‘Things were tight then, my mother was raising us on her own’
Me & My Money: Karen Clince, chief executive, Tigers Childcare
Karen Clince admits to feeling slightly entitled prior to the recession but ‘now I view the things I have as a privilege and think twice before I buy’.
Are you a saver or a spender?
As a child I was an avid saver because things were tight then and my mother, who was raising us on her own, instilled into us the value of saving to buy the things we wanted. However, I lost that talent somewhat along the way and am now more of a spender. I do, however, think a rainy day fund is a must as we never know what bumps we may hit.
Do you shop around for better value?
Yes, if I like something I will generally look around to see where I can get it cheaper. If you put a little effort into shopping around, you will always find a better price.
What has been your most extravagant purchase and how much did it cost?
While I love a great deal, I also love a great designer piece. My most extravagant purchase was a pair of Jimmy Choos for €500. Shoes have always been my thing, and after months of working very long hours, I decided it was time to treat myself to something I’d desired to have for a long time.
What purchase have you made that you consider the best value for money?
I am a big coat buyer and feel a good coat can take you anywhere and dress up any outfit. Coats also stay in fashion longer than other fashion items, which tend to be seasonal, so I have some winter coats I still wear after 10 years.
How do you prefer to shop – online or local?
I prefer to shop in store.
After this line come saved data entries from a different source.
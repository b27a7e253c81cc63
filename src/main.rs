use anyhow::{Context, Result};
use clap::Parser;
use tracing_subscriber::EnvFilter;

use secure_bank::{Args, Atm, Config, TerminalPrompter};

fn main() -> Result<()> {
    let config = Config::from(Args::parse());
    init_logging(&config)?;

    tracing::info!(
        version = secure_bank::VERSION,
        bank = config.bank_name.as_str(),
        policy = ?config.duplicate_policy,
        "starting"
    );

    let prompter = TerminalPrompter::new(config.mask_pin);
    if config.mask_pin && !prompter.masks_secrets() {
        tracing::debug!("PIN masking unavailable, reading PIN as a plain line");
    }

    let mut atm = Atm::new(config, prompter);
    atm.run().context("banking session ended unexpectedly")?;

    Ok(())
}

// Logs go to stderr so they never mix with the menu on stdout
fn init_logging(config: &Config) -> Result<()> {
    let filter = match EnvFilter::try_from_default_env() {
        Ok(filter) => filter,
        Err(_) => EnvFilter::try_new(&config.log_level)
            .with_context(|| format!("invalid log level '{}'", config.log_level))?,
    };

    tracing_subscriber::fmt()
        .with_env_filter(filter)
        .with_writer(std::io::stderr)
        .init();
    Ok(())
}
impl AccountRegistry {
    /// Create new empty registry that allows duplicate account numbers
    pub fn new() -> Self {
        Self::default()
    }

    pub fn with_policy(policy: DuplicatePolicy) -> Self {
        AccountRegistry {
            accounts: Vec::new(),
            policy,
        }
    }

    pub fn policy(&self) -> DuplicatePolicy {
        self.policy
    }

    /// Construct an account and append it to the registry
    pub fn create_account(
        &mut self,
        username: impl Into<String>,
        account_number: impl Into<String>,
        pin: impl Into<String>,
        initial_balance: Decimal,
    ) -> Result<AccountId> {
        let account = Account::new(username, account_number, pin, initial_balance)?;

        if self.find_by_account_number(account.account_number()).is_some() {
            match self.policy {
                DuplicatePolicy::Reject => {
                    return Err(BankError::DuplicateAccountNumber(
                        account.account_number().to_string(),
                    ));
                }
                DuplicatePolicy::Allow => {
                    debug!(
                        account_number = account.account_number(),
                        "account number already registered, earlier account wins lookups"
                    );
                }
            }
        }

        let id = account.id();
        info!(
            %id,
            username = account.username(),
            account_number = account.account_number(),
            "account created"
        );
        self.accounts.push(account);
        Ok(id)
    }

    /// Position of the first account with this number (linear scan)
    pub fn find_by_account_number(&self, account_number: &str) -> Option<usize> {
        self.accounts
            .iter()
            .position(|acc| acc.account_number == account_number)
    }

    pub fn position_of(&self, id: &AccountId) -> Option<usize> {
        self.accounts.iter().position(|acc| acc.id == *id)
    }

    pub fn get_at(&self, position: usize) -> Option<&Account> {
        self.accounts.get(position)
    }

    pub fn get(&self, id: &AccountId) -> Option<&Account> {
        self.accounts.iter().find(|acc| acc.id == *id)
    }

    pub fn get_mut(&mut self, id: &AccountId) -> Option<&mut Account> {
        self.accounts.iter_mut().find(|acc| acc.id == *id)
    }

    /// Remove by position, shifting later accounts down by one
    pub fn remove_at(&mut self, position: usize) -> Option<Account> {
        if position < self.accounts.len() {
            Some(self.accounts.remove(position))
        } else {
            None
        }
    }

    /// Remove by identity, independent of where the account currently sits
    pub fn remove(&mut self, id: &AccountId) -> Option<Account> {
        let position = self.position_of(id)?;
        self.remove_at(position)
    }

    /// Remove the first account with this number
    pub fn remove_by_account_number(&mut self, account_number: &str) -> Option<Account> {
        let position = self.find_by_account_number(account_number)?;
        self.remove_at(position)
    }

    pub fn iter(&self) -> impl Iterator<Item = &Account> {
        self.accounts.iter()
    }

    pub fn len(&self) -> usize {
        self.accounts.len()
    }

    pub fn is_empty(&self) -> bool {
        self.accounts.is_empty()
    }
}
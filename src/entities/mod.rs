// Entity Models
//
// The registry exclusively owns every Account; sessions borrow it for the
// duration of a login.

pub mod account;

pub use account::{Account, AccountId, AccountRegistry, DuplicatePolicy};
However, I shop online a lot. In an age when time matters, it is sometimes easier to click and buy and have something delivered to your house the next day. I am absolutely awful at returning online items, though.
Do you haggle over prices?
Where appropriate. You wouldn’t get very far haggling over certain purchases in a high-end boutique shop, but if it’s a service or an item I feel I can haggle over, then I will.
Has the recession changed your spending habits?
The recession has made me more grateful for what I have. Prior to the recession, I’ll admit I felt slightly entitled. Now I view the things I have as a privilege and think twice before I buy.
Do you invest in shares?
I am just starting to look at share investments and it’s something I’m very interested in.
Cash or card?
Card. I spend my time between Dublin and London. When you’re paying for things in two different currencies, a card is always easiest.
What was the last thing you bought and was it good value for money?
My last purchase of the day was a coffee, from a little coffee shop in London. At £3.20, it certainly was value for money.
Have you ever successfully saved up for a relatively big purchase?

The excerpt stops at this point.